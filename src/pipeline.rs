//! Orchestration of the text and statistics components
//!
//! # Example
//!
//! ```
//! use streamkit::Pipeline;
//!
//! let mut pipeline = Pipeline::default();
//! let cleaned = pipeline.ingest_texts(["  Hello  ", "WORLD   "]).unwrap();
//! assert_eq!(cleaned, ["hello", "world"]);
//!
//! pipeline.ingest_numbers([10, 20, 30]).unwrap();
//! assert_eq!(pipeline.stats().mean(), 20.0);
//! assert_eq!(pipeline.cache(), &[10.0, 20.0, 30.0]);
//! ```

use core::fmt;

use tracing::{debug, warn};

use crate::error::Result;
use crate::statistics::StreamingStats;
use crate::text::{NormalizerConfig, TextNormalizer};
use crate::value::Value;

#[cfg(feature = "std")]
use std::{string::String, vec::Vec};

#[cfg(not(feature = "std"))]
use alloc::{string::String, vec::Vec};

/// Owns a normalizer, a statistics accumulator and a cache of ingested numbers
#[derive(Debug, Clone, Default)]
pub struct Pipeline {
    normalizer: TextNormalizer,
    stats: StreamingStats,
    cache: Vec<f64>,
}

impl Pipeline {
    /// Create a pipeline whose normalizer uses `config`
    pub fn new(config: NormalizerConfig) -> Self {
        Self {
            normalizer: TextNormalizer::new(config),
            stats: StreamingStats::new(),
            cache: Vec::new(),
        }
    }

    pub fn normalizer(&self) -> &TextNormalizer {
        &self.normalizer
    }

    pub fn stats(&self) -> &StreamingStats {
        &self.stats
    }

    /// Every number ingested since the last reset, as floats, in order
    pub fn cache(&self) -> &[f64] {
        &self.cache
    }

    /// Clean each text in order and return the cleaned copies
    ///
    /// Nothing is returned if any element is not a string.
    pub fn ingest_texts<I>(&self, texts: I) -> Result<Vec<String>>
    where
        I: IntoIterator,
        I::Item: Into<Value>,
    {
        let mut cleaned = Vec::new();
        for (index, text) in texts.into_iter().enumerate() {
            match self.normalizer.clean(text) {
                Ok(s) => cleaned.push(s),
                Err(error) => {
                    warn!(index, %error, "text ingestion stopped");
                    return Err(error);
                }
            }
        }
        debug!(count = cleaned.len(), "ingested texts");
        Ok(cleaned)
    }

    /// Feed each number to the statistics and append it to the cache
    ///
    /// Stops at the first value that is not a real number. Values before it
    /// remain applied to both the statistics and the cache.
    pub fn ingest_numbers<I>(&mut self, xs: I) -> Result<()>
    where
        I: IntoIterator,
        I::Item: Into<Value>,
    {
        let mut count = 0usize;
        for (index, x) in xs.into_iter().enumerate() {
            let x = match x.into().as_number() {
                Ok(n) => n.to_f64(),
                Err(error) => {
                    warn!(index, %error, "number ingestion stopped");
                    return Err(error);
                }
            };
            self.stats.update(x)?;
            self.cache.push(x);
            count += 1;
        }
        debug!(count, total = self.stats.count(), "ingested numbers");
        Ok(())
    }

    /// Replace the statistics with a fresh accumulator and empty the cache
    ///
    /// The normalizer configuration is kept.
    pub fn reset(&mut self) {
        debug!(discarded = self.cache.len(), "resetting pipeline");
        self.stats = StreamingStats::new();
        self.cache.clear();
    }

    /// Snapshot of the current statistics
    pub fn summary(&self) -> Summary {
        Summary {
            count: self.stats.count(),
            mean: self.stats.mean(),
            std_dev: self.stats.std_dev(),
        }
    }
}

/// Observation count, mean and standard deviation at a point in time
#[derive(Debug, Clone, Copy, PartialEq)]
#[cfg_attr(feature = "serde", derive(serde::Serialize, serde::Deserialize))]
pub struct Summary {
    pub count: u64,
    pub mean: f64,
    pub std_dev: f64,
}

impl fmt::Display for Summary {
    fn fmt(&self, f: &mut fmt::Formatter<'_>) -> fmt::Result {
        write!(
            f,
            "n={} mean={:.2} std={:.2}",
            self.count, self.mean, self.std_dev
        )
    }
}
//! Streaming mean and sample variance
//!
//! Computes running statistics using Welford's numerically stable online
//! algorithm. Supports merging for combining partial results.

use crate::error::{AnalyticsError, Result};
use crate::math;
use crate::value::Value;

/// Streaming statistics accumulator using Welford's algorithm
///
/// Tracks the number of observations, the running mean and the sum of
/// squared deviations from it, so mean, sample variance and sample standard
/// deviation are available at any point with O(1) memory.
///
/// # Example
///
/// ```
/// use streamkit::statistics::StreamingStats;
///
/// let mut stats = StreamingStats::new();
/// stats.update(10).unwrap();
/// stats.update(20).unwrap();
///
/// assert_eq!(stats.mean(), 15.0);
/// assert_eq!(stats.variance(), 50.0);
///
/// // Inputs that are not real numbers are rejected
/// assert!(stats.update("thirty").is_err());
/// assert_eq!(stats.count(), 2);
/// ```
#[derive(Clone, Debug, PartialEq)]
#[cfg_attr(feature = "serde", derive(serde::Serialize, serde::Deserialize))]
#[cfg_attr(
    feature = "serde",
    serde(into = "StatsSnapshot", try_from = "StatsSnapshot")
)]
pub struct StreamingStats {
    /// Number of observations seen
    count: u64,
    /// Running mean
    mean: f64,
    /// Sum of squared deviations from the mean (M2 in Welford's algorithm)
    sum_squared_deviations: f64,
    /// Minimum value
    min: f64,
    /// Maximum value
    max: f64,
}

impl Default for StreamingStats {
    fn default() -> Self {
        Self::new()
    }
}

impl StreamingStats {
    /// Create a new empty accumulator
    pub fn new() -> Self {
        Self {
            count: 0,
            mean: 0.0,
            sum_squared_deviations: 0.0,
            min: f64::INFINITY,
            max: f64::NEG_INFINITY,
        }
    }

    /// Incorporate one observation
    ///
    /// Fails with a validation error if `x` is not a real number; the
    /// accumulator is unchanged in that case.
    pub fn update(&mut self, x: impl Into<Value>) -> Result<()> {
        let x = x.into().as_number()?.to_f64();
        self.push(x);
        Ok(())
    }

    /// Apply [`update`](Self::update) to each value in order
    ///
    /// Stops at the first invalid value. Values before it stay applied.
    pub fn bulk_update<I>(&mut self, values: I) -> Result<()>
    where
        I: IntoIterator,
        I::Item: Into<Value>,
    {
        for v in values {
            self.update(v)?;
        }
        Ok(())
    }

    fn push(&mut self, x: f64) {
        self.count += 1;

        if x < self.min {
            self.min = x;
        }
        if x > self.max {
            self.max = x;
        }

        let delta = x - self.mean;
        self.mean += delta / self.count as f64;
        let delta2 = x - self.mean;
        self.sum_squared_deviations += delta * delta2;
    }

    /// Number of observations seen
    pub fn count(&self) -> u64 {
        self.count
    }

    /// Check if empty
    pub fn is_empty(&self) -> bool {
        self.count == 0
    }

    /// Running mean, or 0.0 before any observation
    pub fn mean(&self) -> f64 {
        if self.count == 0 {
            0.0
        } else {
            self.mean
        }
    }

    /// Sample variance
    ///
    /// The unbiased estimator (Bessel's correction), 0.0 with fewer than two
    /// observations. Use [`population_variance`](Self::population_variance)
    /// to divide by `n` instead.
    pub fn variance(&self) -> f64 {
        if self.count < 2 {
            0.0
        } else {
            self.sum_squared_deviations / (self.count - 1) as f64
        }
    }

    /// Sample standard deviation
    pub fn std_dev(&self) -> f64 {
        math::sqrt(self.variance())
    }

    /// Population variance, 0.0 when empty
    pub fn population_variance(&self) -> f64 {
        if self.count == 0 {
            0.0
        } else {
            self.sum_squared_deviations / self.count as f64
        }
    }

    /// Get the minimum value
    pub fn min(&self) -> Option<f64> {
        if self.count == 0 {
            None
        } else {
            Some(self.min)
        }
    }

    /// Get the maximum value
    pub fn max(&self) -> Option<f64> {
        if self.count == 0 {
            None
        } else {
            Some(self.max)
        }
    }

    /// Sum of all observations
    pub fn sum(&self) -> f64 {
        self.mean() * self.count as f64
    }

    /// Merge another accumulator into this one
    ///
    /// Uses Chan et al.'s parallel algorithm, so the result matches feeding
    /// both streams into a single accumulator.
    pub fn merge(&mut self, other: &Self) {
        if other.count == 0 {
            return;
        }

        if self.count == 0 {
            *self = other.clone();
            return;
        }

        let combined_count = self.count + other.count;
        let delta = other.mean - self.mean;
        let weight = other.count as f64 / combined_count as f64;

        self.mean += delta * weight;
        self.sum_squared_deviations += other.sum_squared_deviations
            + delta * delta * self.count as f64 * weight;
        self.count = combined_count;
        self.min = self.min.min(other.min);
        self.max = self.max.max(other.max);
    }

    /// Reset to the empty state
    pub fn clear(&mut self) {
        *self = Self::new();
    }
}

/// Typed ingestion. NaN cannot be validated as a real number and is skipped.
impl Extend<f64> for StreamingStats {
    fn extend<T: IntoIterator<Item = f64>>(&mut self, iter: T) {
        for x in iter {
            if !x.is_nan() {
                self.push(x);
            }
        }
    }
}

impl FromIterator<f64> for StreamingStats {
    fn from_iter<T: IntoIterator<Item = f64>>(iter: T) -> Self {
        let mut stats = Self::new();
        stats.extend(iter);
        stats
    }
}

/// Serialized form of [`StreamingStats`]
///
/// `min`/`max` are absent when empty, so an empty accumulator survives
/// formats without infinities.
#[derive(Clone, Debug, PartialEq)]
#[cfg_attr(feature = "serde", derive(serde::Serialize, serde::Deserialize))]
pub struct StatsSnapshot {
    pub count: u64,
    pub mean: f64,
    pub sum_squared_deviations: f64,
    pub min: Option<f64>,
    pub max: Option<f64>,
}

impl From<StreamingStats> for StatsSnapshot {
    fn from(stats: StreamingStats) -> Self {
        Self {
            count: stats.count,
            mean: stats.mean(),
            sum_squared_deviations: stats.sum_squared_deviations,
            min: stats.min(),
            max: stats.max(),
        }
    }
}

impl TryFrom<StatsSnapshot> for StreamingStats {
    type Error = AnalyticsError;

    /// Rebuild an accumulator, rejecting states `update` could never produce
    fn try_from(snap: StatsSnapshot) -> Result<Self> {
        if snap.sum_squared_deviations.is_nan() || snap.sum_squared_deviations < 0.0 {
            return Err(AnalyticsError::validation(
                "sum_squared_deviations must be a non-negative number",
            ));
        }
        if snap.mean.is_nan() {
            return Err(AnalyticsError::validation("mean must be a number"));
        }

        if snap.count == 0 {
            if snap.mean != 0.0
                || snap.sum_squared_deviations != 0.0
                || snap.min.is_some()
                || snap.max.is_some()
            {
                return Err(AnalyticsError::validation(
                    "empty accumulator must have zero mean and no min/max",
                ));
            }
            return Ok(Self::new());
        }

        match (snap.min, snap.max) {
            (Some(min), Some(max)) if min <= max => Ok(Self {
                count: snap.count,
                mean: snap.mean,
                sum_squared_deviations: snap.sum_squared_deviations,
                min,
                max,
            }),
            (Some(_), Some(_)) => Err(AnalyticsError::validation("min must not exceed max")),
            _ => Err(AnalyticsError::validation(
                "non-empty accumulator requires min and max",
            )),
        }
    }
}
-=-=-=-=-
Above is a listing; print exactly its lines from the one with "new empty accumulator" through the one with "let x = x.into().as_number()?.to_f64();", and no other lines.

ANSWER AREA -
    /// Create a new empty accumulator
    pub fn new() -> Self {
        Self {
            count: 0,
            mean: 0.0,
            sum_squared_deviations: 0.0,
            min: f64::INFINITY,
            max: f64::NEG_INFINITY,
        }
    }

    /// Incorporate one observation
    ///
    /// Fails with a validation error if `x` is not a real number; the
    /// accumulator is unchanged in that case.
    pub fn update(&mut self, x: impl Into<Value>) -> Result<()> {
        let x = x.into().as_number()?.to_f64();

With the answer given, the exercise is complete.